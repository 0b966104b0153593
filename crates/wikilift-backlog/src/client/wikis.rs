//! Wiki page operations for the Backlog API.

use tracing::info;

use super::BacklogClient;
use crate::error::BacklogError;
use crate::types::{Project, WikiEntry, WikiPage};

impl BacklogClient {
    /// List wiki pages of a project.
    pub fn wiki_list(&self, project: &str) -> Result<Vec<WikiEntry>, BacklogError> {
        let url = format!("{}/wikis", self.api_url());

        let response = self
            .agent()
            .get(&url)
            .query("apiKey", self.api_key())
            .query("projectIdOrKey", project)
            .header("Accept", "application/json")
            .call()?;

        Self::read_json(response)
    }

    /// Get a wiki page by id.
    pub fn get_wiki(&self, wiki_id: u64) -> Result<WikiPage, BacklogError> {
        let url = format!("{}/wikis/{wiki_id}", self.api_url());

        let response = self
            .agent()
            .get(&url)
            .query("apiKey", self.api_key())
            .header("Accept", "application/json")
            .call()?;

        Self::read_json(response)
    }

    /// Find a wiki page by exact name.
    ///
    /// The list endpoint has no name filter; this is a linear match
    /// over the project's page list.
    pub fn find_wiki_by_name(
        &self,
        project: &str,
        name: &str,
    ) -> Result<Option<WikiEntry>, BacklogError> {
        let pages = self.wiki_list(project)?;
        Ok(pages.into_iter().find(|page| page.name == name))
    }

    /// Create a wiki page.
    pub fn create_wiki(
        &self,
        project_id: u64,
        name: &str,
        content: &str,
        mail_notify: bool,
    ) -> Result<WikiPage, BacklogError> {
        let url = format!("{}/wikis", self.api_url());

        info!("creating wiki page '{name}' in project {project_id}");

        let response = self
            .agent()
            .post(&url)
            .query("apiKey", self.api_key())
            .header("Accept", "application/json")
            .send_form([
                ("projectId", project_id.to_string().as_str()),
                ("name", name),
                ("content", content),
                ("mailNotify", if mail_notify { "true" } else { "false" }),
            ])?;

        Self::read_json(response)
    }

    /// Replace the content of an existing wiki page.
    pub fn update_wiki(
        &self,
        wiki_id: u64,
        content: &str,
        mail_notify: bool,
    ) -> Result<WikiPage, BacklogError> {
        let url = format!("{}/wikis/{wiki_id}", self.api_url());

        info!("updating wiki page {wiki_id}");

        let response = self
            .agent()
            .patch(&url)
            .query("apiKey", self.api_key())
            .header("Accept", "application/json")
            .send_form([
                ("content", content),
                ("mailNotify", if mail_notify { "true" } else { "false" }),
            ])?;

        Self::read_json(response)
    }

    /// Get project metadata by key or numeric id.
    pub fn get_project(&self, project: &str) -> Result<Project, BacklogError> {
        let url = format!("{}/projects/{project}", self.api_url());

        let response = self
            .agent()
            .get(&url)
            .query("apiKey", self.api_key())
            .header("Accept", "application/json")
            .call()?;

        Self::read_json(response)
    }

}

──────────────────────────────

**WHAT TO WORK ON:**
Copy out all lines of the listing above that include "pages".

**TASK RESPONSE:**
    /// List wiki pages of a project.
        let pages = self.wiki_list(project)?;
        Ok(pages.into_iter().find(|page| page.name == name))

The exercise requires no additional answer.